San Jose’s low-income schools see large share of police calls
Schools in the East Side Union High School District saw a disproportionate amount of police calls. A student in the district lines up for a free lunch in this file photo.

    In the last five years, police logged at least 9,200 calls for service to schools in San Jose. A disproportionate amount came from high schools with high populations of minority students or students living in poverty, a data analysis by San José Spotlight found.

    Seven of the 10 schools with the most police service calls to campus are in the East Side Union High School District, the analysis shows. Independence High School topped the list with at least 512 calls since 2016. Lincoln High School and Gunderson High School in the San Jose Unified School District, and Branham High School in the Campbell Union High School District also experienced high numbers of calls.

    The 10 campuses account for almost 40% of all service calls since 2016, the data shows.

    San José Spotlight analyzed five years worth of SJPD calls for service data published on the city’s open data portal. Each call represents one incident where officers arrived at a school in response to a civilian call or because they independently decided to visit. Not all calls are for criminal incidents, and they don’t always result in police taking action or writing a report.

    The analysis doesn’t include calls to campuses during the height of the pandemic between April 2020 and March 2021. It also doesn’t include calls for fire alarms, as hundreds of those calls were either canceled or unfounded events.

    Law enforcement entered the 10 schools between six to 12 times a month on average, according to the analysis.

    Police reported meeting with citizens or community policing as the reasons for one out of every six of those visits. But police also responded hundreds of times for disturbances, drugs and mental health crises, among other issues, over the last five years.

    San Jose police logged significantly fewer calls for service to affluent schools, charter and private schools over the same period, the analysis shows. Of the 10 schools with the most service calls, nine reported that at least half of their student population qualified for free and reduced lunch programs—meaning students are in low-income households, foster care or experiencing homelessness.

    Disparities are apparent even within the same school district.

    Evergreen Valley High School and Independence High School are roughly the same size, with student populations that are mainly minority ethnicities. But Independence, which has roughly three times as many students living in poverty as Evergreen, had twice as many service calls, according to the analysis.


    In a statement to San José Spotlight, East Side Union High School District Superintendent Glenn Vander Zee said the district is committed to building equitable communities.

    "As part of our equity initiatives and in an effort to direct and redirect resources and programs most appropriately, the East Side Union High School District has been tracking data of citations issued to district students," Vander Zee said. He added that on-campus citations have declined from 82 in 2016-17 to 24 citations in 2018-19, the last full in-person school year.

    These revelations come at a time of controversy over the presence of school resource officers on San Jose campuses.

    Last month, a coalition of students, parents, teachers and advocates celebrated San Jose Unified School District’s decision to end a $1 million contract with the San Jose Police Department. Alum Rock and East Side school districts also voted to remove police from their campuses last year.

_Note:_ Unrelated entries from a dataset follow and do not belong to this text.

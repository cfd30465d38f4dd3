//! Bridge client: resolves the CCTP deployment for a network and turns transfer requests into lazy plans of
//! unsigned transactions.

mod redeem;
mod transaction;
mod transfer;

pub use redeem::*;
pub use transaction::*;
pub use transfer::*;

use std::str::FromStr;

use anchor_lang::prelude::*;
use tracing::{debug, info};

use crate::{
    config::{validate_config, BridgeConfig, Network},
    error::{BridgeError, ConfigError, Result},
    instructions::{reclaim_event_account, ReclaimEventAccountAccounts, ReclaimEventAccountParams},
    ledger::{LedgerAccount, LedgerQuery},
    state::{CctpAccount, MessageSent, TransferRecord, TransferStatus, UsedNonces},
    utils::{get_message_transmitter_pda, get_used_nonces_pda, nonce_position},
};

const MESSAGE_TRANSMITTER: &str = "MessageTransmitter";
const TOKEN_MESSENGER_MINTER: &str = "TokenMessengerMinter";

/// Program ids of one CCTP deployment.
#[derive(Debug, Clone, Copy, PartialEq, Eq)]
pub struct CctpPrograms {
    pub message_transmitter: Pubkey,
    pub token_messenger_minter: Pubkey,
}

#[derive(Debug, Clone)]
pub struct BridgeClient {
    network: Network,
    local_domain: u32,
    programs: CctpPrograms,
}

impl BridgeClient {
    /// Validates `config` and resolves both program ids, preferring configured overrides over Circle's deployment.
    ///
    /// A network without a deployment and without overrides is unsupported. Overriding only one of the two programs
    /// on such a network leaves the other one missing.
    pub fn new(config: &BridgeConfig) -> Result<Self> {
        validate_config(config)?;

        let network = config.network;
        let unresolved = |program: &'static str| {
            if config.programs.is_empty() {
                BridgeError::UnsupportedNetwork { network, program }
            } else {
                BridgeError::ContractNotFound { network, program }
            }
        };

        let message_transmitter = resolve_program(
            config.programs.message_transmitter.as_deref(),
            network.default_message_transmitter(),
            MESSAGE_TRANSMITTER,
        )?
        .ok_or_else(|| unresolved(MESSAGE_TRANSMITTER))?;
        let token_messenger_minter = resolve_program(
            config.programs.token_messenger_minter.as_deref(),
            network.default_token_messenger_minter(),
            TOKEN_MESSENGER_MINTER,
        )?
        .ok_or_else(|| unresolved(TOKEN_MESSENGER_MINTER))?;

        debug!(%network, %message_transmitter, %token_messenger_minter, "resolved cctp programs");

        Ok(Self {
            network,
            local_domain: config.local_domain,
            programs: CctpPrograms { message_transmitter, token_messenger_minter },
        })
    }

    pub fn network(&self) -> Network {
        self.network
    }

    pub fn local_domain(&self) -> u32 {
        self.local_domain
    }

    pub fn programs(&self) -> &CctpPrograms {
        &self.programs
    }

    /// UsedNonces account tracking `nonce` of messages from `source_domain`.
    pub fn used_nonces_address(&self, source_domain: u32, nonce: u64) -> Result<Pubkey> {
        get_used_nonces_pda(&self.programs.message_transmitter, source_domain, nonce)
    }

    /// Whether the destination ledger already consumed `nonce` from `source_domain`.
    ///
    /// A missing bucket account means no nonce of the bucket was received yet.
    pub async fn is_nonce_used<L: LedgerQuery + ?Sized>(
        &self,
        ledger: &L,
        source_domain: u32,
        nonce: u64,
    ) -> Result<bool> {
        check_nonce_used(ledger, &self.programs, source_domain, nonce).await
    }

    pub async fn transfer_status<L: LedgerQuery + ?Sized>(
        &self,
        ledger: &L,
        transfer: &TransferRecord,
    ) -> Result<TransferStatus> {
        let used = self.is_nonce_used(ledger, transfer.source_domain(), transfer.nonce()).await?;
        Ok(if used { TransferStatus::Redeemed } else { TransferStatus::Pending })
    }

    /// Recovers the transfer initiated by the transaction `signature` from its MessageSent event account.
    pub async fn fetch_transfer<L: LedgerQuery + ?Sized>(&self, ledger: &L, signature: &str) -> Result<TransferRecord> {
        let transaction = ledger
            .get_transaction(signature)
            .await?
            .ok_or_else(|| BridgeError::AccountNotFound { role: "transaction", address: signature.to_string() })?;

        for key in &transaction.account_keys {
            let Some(account) = ledger.get_account(key).await? else {
                continue;
            };
            if !self.is_message_sent_account(&account) {
                continue;
            }

            let event = MessageSent::try_from_account_data(key, &account.data)?;
            let record = TransferRecord::from_message(&event.message)?;
            debug!(signature, event_account = %key, nonce = record.nonce(), "recovered transfer");
            return Ok(record);
        }

        Err(BridgeError::AccountNotFound { role: "message sent event account", address: signature.to_string() })
    }

    fn is_message_sent_account(&self, account: &LedgerAccount) -> bool {
        account.owner == self.programs.message_transmitter
            && account.data.starts_with(&MessageSent::discriminator())
    }

    /// Plans a `deposit_for_burn` of `request.amount` tokens towards `request.destination_domain`.
    pub fn transfer(&self, request: TransferRequest) -> Result<TransferPlan> {
        TransferPlan::new(self.programs, self.local_domain, request)
    }

    /// Plans the redemption of an attested message on this ledger.
    pub fn redeem(&self, request: RedeemRequest) -> Result<RedeemPlan> {
        RedeemPlan::new(self.programs, self.local_domain, request)
    }

    /// Builds the transaction returning the rent of an attested MessageSent account to `payee`.
    pub fn reclaim_event_account(
        &self,
        payee: Pubkey,
        message_sent_event_data: Pubkey,
        attestation: Vec<u8>,
    ) -> Result<UnsignedTransaction> {
        let accounts = ReclaimEventAccountAccounts {
            payee,
            message_transmitter: get_message_transmitter_pda(&self.programs.message_transmitter)?,
            message_sent_event_data,
            program: self.programs.message_transmitter,
        };
        let ix = reclaim_event_account(&accounts, &ReclaimEventAccountParams { attestation })?;

        info!(%payee, %message_sent_event_data, "built reclaim_event_account transaction");
        Ok(UnsignedTransaction::new("reclaim_event_account", payee, vec![ix]))
    }
}

fn resolve_program(configured: Option<&str>, default: Option<Pubkey>, program: &'static str) -> Result<Option<Pubkey>> {
    match configured {
        Some(address) => Pubkey::from_str(address).map(Some).map_err(|e| {
            ConfigError::ValidationFailed(vec![format!("programs: invalid {} address '{}': {}", program, address, e)])
                .into()
        }),
        None => Ok(default),
    }
}

pub(crate) async fn check_nonce_used<L: LedgerQuery + ?Sized>(
    ledger: &L,
    programs: &CctpPrograms,
    source_domain: u32,
    nonce: u64,
) -> Result<bool> {
    let position = nonce_position(nonce)?;
    let address = get_used_nonces_pda(&programs.message_transmitter, source_domain, nonce)?;

    let Some(account) = ledger.get_account(&address).await? else {
        debug!(source_domain, nonce, first_nonce = position.first_nonce, %address, "used nonces account absent");
        return Ok(false);
    };
    if account.owner != programs.message_transmitter {
        return Err(BridgeError::MalformedAccount {
            account: address,
            reason: format!("owned by {}, expected {}", account.owner, programs.message_transmitter),
        });
    }

    let used_nonces = UsedNonces::try_from_account_data(&address, &account.data)?;
    let used = used_nonces.is_nonce_used(nonce)?;
    debug!(source_domain, nonce, %address, used, "checked used nonce");
    Ok(used)
}
use anchor_lang::prelude::*;

use crate::state::CctpAccount;

/// TokenMessengerMinter mapping between a remote token and the local mint it is minted as.
#[derive(AnchorSerialize, AnchorDeserialize, Debug, Clone, PartialEq, Eq)]
pub struct TokenPair {
    pub remote_domain: u32,
    pub remote_token: Pubkey,
    pub local_token: Pubkey,
    pub bump: u8,
}

impl CctpAccount for TokenPair {
    const ACCOUNT_NAME: &'static str = "TokenPair";
}
use anchor_lang::{prelude::*, solana_program::instruction::Instruction};

/// Transaction ready for signing. The client never signs or submits it.
#[derive(Debug, Clone, PartialEq, Eq)]
pub struct UnsignedTransaction {
    /// Short human-readable description, e.g. "deposit_for_burn".
    pub label: String,
    pub fee_payer: Pubkey,
    pub instructions: Vec<Instruction>,
    /// Keys that must sign besides the fee payer.
    pub co_signers: Vec<Pubkey>,
}

impl UnsignedTransaction {
    pub fn new(label: impl Into<String>, fee_payer: Pubkey, instructions: Vec<Instruction>) -> Self {
        Self { label: label.into(), fee_payer, instructions, co_signers: Vec::new() }
    }

    /// Adds a co-signer unless it is the fee payer or already listed.
    pub fn with_co_signer(mut self, signer: Pubkey) -> Self {
        if signer != self.fee_payer && !self.co_signers.contains(&signer) {
            self.co_signers.push(signer);
        }
        self
    }

    /// Fee payer first, then co-signers in insertion order.
    pub fn required_signers(&self) -> Vec<Pubkey> {
        std::iter::once(self.fee_payer).chain(self.co_signers.iter().copied()).collect()
    }
}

    Crystal Calhoun, a member of the San Jose Unified Equity Coalition, whose grandkids attend school in the San Jose Unified School District, said having police on campus does more harm than good.

    She said schools should call law enforcement to address dangerous or threatening situations, but they should not handle behavior problems. Punitive approaches push vulnerable students into the school-to-prison pipeline, she added.

    “Instead, we want educators, we want social workers, we want community from all walks of life to get involved,” Calhoun told San José Spotlight. “Police on campus don’t save kids.”

    Calhoun also said she’s not surprised to see a disparity in service calls among schools.

    “There’s a real wealth gap in school districts,” she said. “And the school board only wants to listen to the wealthy schools.”

    Students living in poverty might act out because they’re hungry, lack clean clothes or don’t have a stable life at home, local youth advocate and former educator LaToya Fernandez said at a recent news conference celebrating the removal of police from SJUSD campuses.

    “When you get into the heart of the matter, you’d realize that students are not being bad,” Fernandez said. “They’re responding to trauma.”

    A 2016 study by the Amer­ic­an Civil Liber­ties Uni­on shows that more than half of California schools offer their workers little or no guidance on when police should be called to control student behavior.

    Alum Rock Union School District Board President Corina Herrera-Loera said this upcoming school year will be the real test for their decision to remove police from campuses.

    "We'll work to support our teachers and make sure they have the resources to de-escalate situations," she told San José Spotlight. "We also want to bring in people who live in the community and know the struggles that our students are going through... We want it to be a safe environment for them."